As we saw in America with Trump riding on the votes of out of unemployed coal regions, small-scale farming regions here in the UK prop up the conservatives because they see them as the best bets for maintaining subsidies and are traditionalist.
Liberal talk of transition and technological singularity are the harder policies to stand on because it’s change and people are especially skeptical of the latter because it’s literally science fiction.
The move away from soil eroding cash-crops towards long-term higher yielding crops is a hard slog, because you need to provide the education and assurances in the form of environmental subsidies.
I’m reminded of Hugh Fernley Whittingstal’s first cooking series where he visited a vegan small holding in Cornwall called Plants for a Future, that experiments with co-planting 100s of edible plants and releasing their data online for growing a variety of nutritious foods that can sustain us on locally produced vegan diet year-round.
https://www.youtube.com/watch?v=6JA3G-Zcbz8
I couldn’t find that whole episode sadly but the next clip in that episode is Hugh cooking with grey squirrels he justified eating because they were an invasive species causing a menace to the environment.
https://www.youtube.com/watch?v=_VcfqGhfgxo
Now do I think sterilizing invasive species is a better ethical long-term solution – yes, and do I think it was fair to kill those squirrels whose population it will have no long-term effect on – no.
But until we can invest in vegan agriculture and show its positive results, these carnist traditionalists will hold political currency. Like local fishing in lakes controlled by conservationists maintaining stocks or rope grown oysters.

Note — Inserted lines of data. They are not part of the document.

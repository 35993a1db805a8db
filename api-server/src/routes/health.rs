//! Liveness check for the movie API; answers without touching the database.

use rocket::serde::json::Json;
use serde::{Deserialize, Serialize};

#[derive(Debug, Serialize, Deserialize)]
pub struct HealthResponse {
    /// Always `"ok"` while the process is serving requests.
    pub status: String,
}

#[get("/health")]
pub fn health_check() -> Json<HealthResponse> {
    Json(HealthResponse {
        status: "ok".to_string(),
    })
}
use rocket::http::Status;
use rocket::serde::json::Json;
use rocket::{State, patch, post};

use crate::auth::AuthService;
use crate::auth::guards::AuthUser;
use crate::auth::responses::{
    ChangePasswordRequest, LoginRequest, LoginResponse, RegisterRequest, RegisterResponse,
};
use crate::error::ApiResult;

#[post("/auth/signup", data = "<payload>")]
pub async fn signup(
    service: &State<AuthService>,
    payload: Json<RegisterRequest>,
) -> ApiResult<(Status, Json<RegisterResponse>)> {
    let response = service.register(payload.into_inner()).await?;
    Ok((Status::Created, Json(response)))
}

#[post("/auth/login", data = "<payload>")]
pub async fn login(
    service: &State<AuthService>,
    payload: Json<LoginRequest>,
) -> ApiResult<Json<LoginResponse>> {
    let response = service.login(payload.into_inner()).await?;
    Ok(Json(response))
}

#[patch("/auth/password", data = "<payload>")]
pub async fn change_password(
    user: AuthUser,
    service: &State<AuthService>,
    payload: Json<ChangePasswordRequest>,
) -> ApiResult<()> {
    service.change_password(user.id, payload.into_inner()).await?;
    Ok(())
}
//! Registration, login and password change over the user and credential stores.

use std::sync::Arc;

use crate::auth::responses::{
    ChangePasswordRequest, LoginRequest, LoginResponse, RegisterRequest, RegisterResponse, Role,
};
use crate::auth::{AuthError, AuthResult, JwtService, PasswordService};
use crate::logging::LogContext;
use crate::models::NewUser;
use crate::store::{CredentialRepository, Repositories, UserRepository};
use crate::validation::{self, ValidationError};

pub struct AuthService {
    users: Arc<dyn UserRepository>,
    credentials: Arc<dyn CredentialRepository>,
    passwords: Arc<PasswordService>,
    tokens: Arc<JwtService>,
    log: LogContext,
}

impl AuthService {
    pub fn new(
        repositories: &Repositories,
        passwords: Arc<PasswordService>,
        tokens: Arc<JwtService>,
        log: LogContext,
    ) -> Self {
        Self {
            users: repositories.users.clone(),
            credentials: repositories.credentials.clone(),
            passwords,
            tokens,
            log,
        }
    }

    /// Create a USER account and its credential.
    ///
    /// The two inserts are not wrapped in a transaction: if the credential
    /// insert fails the user row stays behind and can never log in.
    pub async fn register(&self, request: RegisterRequest) -> AuthResult<RegisterResponse> {
        validation::require_non_empty("fullName", &request.full_name)?;
        let email = validation::normalize_email(&request.email)?;
        validation::check_password(&request.password)?;

        self.log.info(format_args!("registering user {email}"));
        let password_hash = self.passwords.hash_password(&request.password)?;

        let user = self
            .users
            .create(NewUser {
                full_name: request.full_name.trim().to_string(),
                email,
                role: Role::User,
            })
            .await
            .inspect_err(|err| self.log.error(format_args!("user insert failed: {err}")))?;

        self.credentials
            .create(user.id, &password_hash)
            .await
            .inspect_err(|err| {
                self.log.error(format_args!(
                    "credential insert failed for user {}: {err}",
                    user.id
                ))
            })?;

        self.log
            .info(format_args!("user {} registered as {}", user.id, user.email));
        Ok(RegisterResponse {
            message: "User registered successfully".to_string(),
            user,
        })
    }

    /// Unknown email and wrong password are reported differently.
    pub async fn login(&self, request: LoginRequest) -> AuthResult<LoginResponse> {
        let email = validation::normalize_email(&request.email)?;
        validation::require_non_empty("password", &request.password)?;

        self.log.info(format_args!("login attempt for {email}"));
        let Some(user) = self.users.find_by_email(&email).await? else {
            self.log.warn(format_args!("login for unknown email {email}"));
            return Err(AuthError::EmailNotFound);
        };

        let verified = match self.credentials.find_by_user_id(user.id).await? {
            Some(credential) => self
                .passwords
                .verify_password(&request.password, &credential.password_hash)?,
            None => false,
        };
        if !verified {
            self.log.warn(format_args!("invalid credentials for {email}"));
            return Err(AuthError::InvalidCredentials);
        }

        let signed = self.tokens.issue_access_token(&user)?;
        self.log.info(format_args!(
            "user {} authenticated as {}",
            user.id,
            user.role.as_str()
        ));
        Ok(LoginResponse {
            access_token: signed.token,
        })
    }

    /// Replace the stored hash after checking the current password.
    /// Tokens issued before the change remain valid until they expire.
    pub async fn change_password(
        &self,
        user_id: i32,
        request: ChangePasswordRequest,
    ) -> AuthResult<()> {
        if request.is_empty() {
            return Err(ValidationError::empty_body().into());
        }
        if user_id <= 0 {
            return Err(ValidationError::new("Invalid ID").into());
        }
        let old_password = request
            .old_password
            .filter(|p| !p.is_empty())
            .ok_or_else(|| ValidationError::new("oldPassword is required"))?;
        let new_password = request.new_password.unwrap_or_default();
        validation::check_password(&new_password)?;

        self.log
            .info(format_args!("password change requested for user {user_id}"));
        let Some(credential) = self.credentials.find_by_user_id(user_id).await? else {
            self.log
                .warn(format_args!("no credential for user {user_id}"));
            return Err(AuthError::UserNotFound(user_id));
        };

        if !self
            .passwords
            .verify_password(&old_password, &credential.password_hash)?
        {
            self.log.warn(format_args!(
                "password change rejected for user {user_id}: invalid credentials"
            ));
            return Err(AuthError::InvalidCredentials);
        }

        let new_hash = self.passwords.hash_password(&new_password)?;
        if !self
            .credentials
            .update_hash(credential.id, &new_hash)
            .await?
        {
            return Err(AuthError::UserNotFound(user_id));
        }

        self.log
            .info(format_args!("password updated for user {user_id}"));
        Ok(())
    }
}

#[cfg(test)]
mod tests {
    use super::*;
    use crate::auth::AuthConfig;
    use crate::store::MemoryStore;

    const SECRET: &str = "auth-service-test-secret";

    fn service() -> (AuthService, Repositories, Arc<JwtService>) {
        let config = AuthConfig::for_tests(SECRET);
        let repositories = Repositories::memory(MemoryStore::new());
        let passwords = Arc::new(PasswordService::from_config(&config).expect("password service"));
        let tokens = Arc::new(JwtService::from_config(&config));
        let service = AuthService::new(
            &repositories,
            passwords,
            tokens.clone(),
            LogContext::new("auth_service"),
        );
        (service, repositories, tokens)
    }

    fn register_request(email: &str, password: &str) -> RegisterRequest {
        RegisterRequest {
            full_name: "Jane".into(),
            email: email.into(),
            password: password.into(),
        }
    }

    fn login_request(email: &str, password: &str) -> LoginRequest {
        LoginRequest {
            email: email.into(),
            password: password.into(),
        }
    }

    fn change_request(old: &str, new: &str) -> ChangePasswordRequest {
        ChangePasswordRequest {
            old_password: Some(old.into()),
            new_password: Some(new.into()),
        }
    }

    #[tokio::test]
    async fn register_then_login_yields_matching_claims() {
        let (service, repositories, tokens) = service();

        let registered = service
            .register(register_request("jane@x.com", "secret1"))
            .await
            .expect("register");
        assert_eq!(registered.message, "User registered successfully");
        assert_eq!(registered.user.role, Role::User);

        let credential = repositories
            .credentials
            .find_by_user_id(registered.user.id)
            .await
            .unwrap()
            .expect("credential stored");
        assert_ne!(credential.password_hash, "secret1");

        let login = service
            .login(login_request("jane@x.com", "secret1"))
            .await
            .expect("login");
        let claims = tokens.decode_access_token(&login.access_token).unwrap();
        assert_eq!(claims.id, registered.user.id);
        assert_eq!(claims.email, "jane@x.com");
        assert_eq!(claims.role, Role::User);
    }

    #[tokio::test]
    async fn register_rejects_short_passwords_and_bad_emails() {
        let (service, _, _) = service();

        let err = service
            .register(register_request("jane@x.com", "12345"))
            .await
            .unwrap_err();
        assert_eq!(err.to_string(), "Password must be at least 6 characters long");

        let err = service
            .register(register_request("jane-at-x", "secret1"))
            .await
            .unwrap_err();
        assert!(matches!(err, AuthError::Validation(_)));
    }

    #[tokio::test]
    async fn duplicate_registration_is_an_internal_failure() {
        let (service, _, _) = service();
        service
            .register(register_request("jane@x.com", "secret1"))
            .await
            .unwrap();

        let err = service
            .register(register_request("JANE@x.com", "secret1"))
            .await
            .unwrap_err();
        assert!(matches!(err, AuthError::Store(_)));
    }

    #[tokio::test]
    async fn login_distinguishes_unknown_email_from_wrong_password() {
        let (service, _, _) = service();
        service
            .register(register_request("jane@x.com", "secret1"))
            .await
            .unwrap();

        let err = service
            .login(login_request("nobody@x.com", "secret1"))
            .await
            .unwrap_err();
        assert!(matches!(err, AuthError::EmailNotFound));

        let err = service
            .login(login_request("jane@x.com", "wrong-password"))
            .await
            .unwrap_err();
        assert!(matches!(err, AuthError::InvalidCredentials));
    }

    #[tokio::test]
    async fn user_without_credential_cannot_log_in() {
        let (service, repositories, _) = service();
        repositories
            .users
            .create(NewUser {
                full_name: "Orphan".into(),
                email: "orphan@x.com".into(),
                role: Role::User,
            })
            .await
            .unwrap();

        let err = service
            .login(login_request("orphan@x.com", "secret1"))
            .await
            .unwrap_err();
        assert!(matches!(err, AuthError::InvalidCredentials));
    }

    #[tokio::test]
    async fn change_password_swaps_which_password_authenticates() {
        let (service, _, _) = service();
        let user = service
            .register(register_request("jane@x.com", "secret1"))
            .await
            .unwrap()
            .user;

        service
            .change_password(user.id, change_request("secret1", "secret2"))
            .await
            .expect("change password");

        assert!(matches!(
            service.login(login_request("jane@x.com", "secret1")).await,
            Err(AuthError::InvalidCredentials)
        ));
        assert!(service.login(login_request("jane@x.com", "secret2")).await.is_ok());
    }

    #[tokio::test]
    async fn wrong_old_password_leaves_hash_untouched() {
        let (service, repositories, _) = service();
        let user = service
            .register(register_request("jane@x.com", "secret1"))
            .await
            .unwrap()
            .user;
        let before = repositories
            .credentials
            .find_by_user_id(user.id)
            .await
            .unwrap()
            .unwrap();

        let err = service
            .change_password(user.id, change_request("not-it", "secret2"))
            .await
            .unwrap_err();
        assert!(matches!(err, AuthError::InvalidCredentials));

        let after = repositories
            .credentials
            .find_by_user_id(user.id)
            .await
            .unwrap()
            .unwrap();
        assert_eq!(before.password_hash, after.password_hash);
    }

    #[tokio::test]
    async fn empty_change_request_fails_before_touching_the_store() {
        let (service, _, _) = service();
        // No user 7 exists, so reaching the store would yield UserNotFound.
        let err = service
            .change_password(7, ChangePasswordRequest::default())
            .await
            .unwrap_err();
        assert_eq!(err.to_string(), "Body cannot be empty");
    }

    #[tokio::test]
    async fn change_password_for_missing_user_is_not_found() {
        let (service, _, _) = service();
        let err = service
            .change_password(7, change_request("secret1", "secret2"))
            .await
            .unwrap_err();
        assert_eq!(err.to_string(), "User with ID 7 not found");
    }
}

For example, I can feel confident about rejecting local meat because I think as a wealthy country we have the capital to invest in comprehensively transforming landscapes to long term vegan agriculture.
But if I was born in Palestine where goat herding on rough stony hillsides represents an important part of the economy and isn’t easily replaced with water intensive almond trees under an apartheid state that maintains a monopoly on basic resources, I would be more inclined to buy it to support my country.
Thoughts? Hugh later went onto get factory farmed caged eggs banned from major supermarkets here in the UK and is currently waging a war against food waste so I think they can make great allies, if also our closest ethical cop-out and strongest argument against veganism in my personal opinion.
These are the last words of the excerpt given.